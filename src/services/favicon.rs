use std::fmt;
use std::str::FromStr;

use url::Url;

/// Icon shown when a link's URL cannot produce a favicon address.
pub const DEFAULT_FAVICON: &str = "/favicon.png";

/// How a link's favicon address is derived from its URL.
#[derive(Debug, Clone, Copy, Default, PartialEq, Eq)]
pub enum FaviconStrategy {
    /// `{origin}/favicon.ico` on the linked site itself.
    #[default]
    Origin,
    /// Google's favicon service, keyed by hostname.
    Google { size: u32 },
    /// DuckDuckGo's icon service, keyed by hostname.
    DuckDuckGo,
}

impl FaviconStrategy {
    pub fn favicon_url(&self, url: &str) -> String {
        let Some(parsed) = Url::parse(url).ok().filter(|u| u.host_str().is_some()) else {
            return DEFAULT_FAVICON.to_string();
        };
        let host = parsed.host_str().unwrap_or_default();

        match self {
            FaviconStrategy::Origin => {
                format!("{}/favicon.ico", parsed.origin().ascii_serialization())
            }
            FaviconStrategy::Google { size } => {
                format!("https://www.google.com/s2/favicons?domain={}&sz={}", host, size)
            }
            FaviconStrategy::DuckDuckGo => {
                format!("https://icons.duckduckgo.com/ip3/{}.ico", host)
            }
        }
    }
}

#[derive(Debug, Clone, PartialEq, Eq)]
pub struct UnknownStrategy(pub String);

impl fmt::Display for UnknownStrategy {
    fn fmt(&self, f: &mut fmt::Formatter<'_>) -> fmt::Result {
        write!(f, "unknown favicon strategy '{}'", self.0)
    }
}

impl std::error::Error for UnknownStrategy {}

impl FromStr for FaviconStrategy {
    type Err = UnknownStrategy;

    fn from_str(s: &str) -> Result<Self, Self::Err> {
        match s.trim().to_lowercase().as_str() {
            "origin" => Ok(FaviconStrategy::Origin),
            "google" => Ok(FaviconStrategy::Google { size: 64 }),
            "duckduckgo" | "ddg" => Ok(FaviconStrategy::DuckDuckGo),
            other => Err(UnknownStrategy(other.to_string())),
        }
    }
}

#[cfg(test)]
mod tests {
    use super::*;

    #[test]
    fn test_origin_strategy() {
        let strategy = FaviconStrategy::Origin;
        assert_eq!(
            strategy.favicon_url("https://www.example.com/some/page?q=1"),
            "https://www.example.com/favicon.ico"
        );
        assert_eq!(
            strategy.favicon_url("http://localhost:8080/"),
            "http://localhost:8080/favicon.ico"
        );
    }

    #[test]
    fn test_service_strategies_use_hostname() {
        assert_eq!(
            FaviconStrategy::Google { size: 32 }.favicon_url("https://rust-lang.org/learn"),
            "https://www.google.com/s2/favicons?domain=rust-lang.org&sz=32"
        );
        assert_eq!(
            FaviconStrategy::DuckDuckGo.favicon_url("https://rust-lang.org/learn"),
            "https://icons.duckduckgo.com/ip3/rust-lang.org.ico"
        );
    }

    #[test]
    fn test_unparsable_url_falls_back() {
        for strategy in [
            FaviconStrategy::Origin,
            FaviconStrategy::Google { size: 64 },
            FaviconStrategy::DuckDuckGo,
        ] {
            assert_eq!(strategy.favicon_url("not a url"), DEFAULT_FAVICON);
        }
    }

    #[test]
    fn test_from_str() {
        assert_eq!("origin".parse::<FaviconStrategy>(), Ok(FaviconStrategy::Origin));
        assert_eq!(" Google ".parse::<FaviconStrategy>(), Ok(FaviconStrategy::Google { size: 64 }));
        assert_eq!("ddg".parse::<FaviconStrategy>(), Ok(FaviconStrategy::DuckDuckGo));
        assert!("bing".parse::<FaviconStrategy>().is_err());
    }
}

= = = =

# [EXERCISE]
Which lines of the listing include the string "lang"? Pull them out.

# [YOUR RESPONSE]
            FaviconStrategy::Google { size: 32 }.favicon_url("https://rust-lang.org/learn"),
            "https://www.google.com/s2/favicons?domain=rust-lang.org&sz=32"
            FaviconStrategy::DuckDuckGo.favicon_url("https://rust-lang.org/learn"),
            "https://icons.duckduckgo.com/ip3/rust-lang.org.ico"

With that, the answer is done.